Task: In the entries that follow, how many lines include the string "struct"? The answer is the number only.

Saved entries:
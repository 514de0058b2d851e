use serde::{Deserialize, Serialize};
use std::collections::{BTreeMap, HashMap};
use std::hash::Hash;

/// Stable small-integer identity handed out by a [`GuidAllocator`].
///
/// `Guid(0)` is never allocated and serves as the invalid identity.
#[derive(Debug, Clone, Copy, PartialEq, Eq, Hash, PartialOrd, Ord, Serialize, Deserialize)]
pub struct Guid(pub u64);

impl Guid {
    pub const INVALID: Guid = Guid(0);

    pub fn is_valid(self) -> bool {
        self != Self::INVALID
    }
}

impl std::fmt::Display for Guid {
    fn fmt(&self, f: &mut std::fmt::Formatter<'_>) -> std::fmt::Result {
        write!(f, "guid:{}", self.0)
    }
}

/// Maps content-derived keys to stable guids.
///
/// The same allocator type backs instance, mesh and material identities.
/// Entries accumulate until [`clear`](Self::clear); guids are assigned in
/// increasing order and never handed out twice, not even after a clear.
#[derive(Debug, Clone)]
pub struct GuidAllocator<K> {
    guids: HashMap<K, Guid>,
    elements: BTreeMap<Guid, K>,
    next: u64,
}

impl<K> Default for GuidAllocator<K> {
    fn default() -> Self {
        Self {
            guids: HashMap::new(),
            elements: BTreeMap::new(),
            next: 1,
        }
    }
}

impl<K: Clone + Eq + Hash> GuidAllocator<K> {
    pub fn new() -> Self {
        Self::default()
    }

    /// Whether `key` has been allocated. Never mutates.
    pub fn has_element(&self, key: &K) -> bool {
        self.guids.contains_key(key)
    }

    /// Return the guid of `key`, allocating the next one on first sight.
    pub fn alloc_guid(&mut self, key: &K) -> Guid {
        if let Some(guid) = self.guids.get(key) {
            return *guid;
        }
        let guid = Guid(self.next);
        self.next += 1;
        self.guids.insert(key.clone(), guid);
        self.elements.insert(guid, key.clone());
        guid
    }

    pub fn guid_of(&self, key: &K) -> Option<Guid> {
        self.guids.get(key).copied()
    }

    /// Reverse lookup: the key a guid was allocated for.
    pub fn element(&self, guid: Guid) -> Option<&K> {
        self.elements.get(&guid)
    }

    /// Allocated guids in allocation order.
    pub fn allocated_guids(&self) -> impl Iterator<Item = Guid> + '_ {
        self.elements.keys().copied()
    }

    pub fn len(&self) -> usize {
        self.guids.len()
    }

    pub fn is_empty(&self) -> bool {
        self.guids.is_empty()
    }

    /// Forget every key. The counter keeps running.
    pub fn clear(&mut self) {
        self.guids.clear();
        self.elements.clear();
    }
}

#[cfg(test)]
mod tests {
    use super::*;

    #[test]
    fn alloc_is_stable() {
        let mut alloc = GuidAllocator::new();
        let a = alloc.alloc_guid(&"cube.obj");
        for _ in 0..10 {
            assert_eq!(alloc.alloc_guid(&"cube.obj"), a);
        }
        assert_eq!(alloc.len(), 1);
    }

    #[test]
    fn has_element_only_after_alloc() {
        let mut alloc = GuidAllocator::new();
        assert!(!alloc.has_element(&"a"));
        assert!(!alloc.has_element(&"a"));
        assert!(alloc.is_empty());
        alloc.alloc_guid(&"a");
        assert!(alloc.has_element(&"a"));
        assert!(!alloc.has_element(&"b"));
    }

    #[test]
    fn guids_are_monotonic_and_valid() {
        let mut alloc = GuidAllocator::new();
        let a = alloc.alloc_guid(&1u32);
        let b = alloc.alloc_guid(&2u32);
        let c = alloc.alloc_guid(&3u32);
        assert!(a.is_valid());
        assert!(a < b && b < c);
        assert_eq!(alloc.allocated_guids().collect::<Vec<_>>(), vec![a, b, c]);
    }

    #[test]
    fn reverse_lookup() {
        let mut alloc = GuidAllocator::new();
        let g = alloc.alloc_guid(&("cube.obj".to_string(), 3usize));
        assert_eq!(alloc.element(g), Some(&("cube.obj".to_string(), 3usize)));
        assert_eq!(alloc.guid_of(&("cube.obj".to_string(), 3usize)), Some(g));
        assert!(alloc.element(Guid::INVALID).is_none());
    }

    #[test]
    fn clear_never_reuses_guids() {
        let mut alloc = GuidAllocator::new();
        let before = alloc.alloc_guid(&"a");
        alloc.clear();
        assert!(!alloc.has_element(&"a"));
        let after = alloc.alloc_guid(&"a");
        assert_ne!(before, after);
        assert!(after > before);
    }
}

Solution to this exercise: 2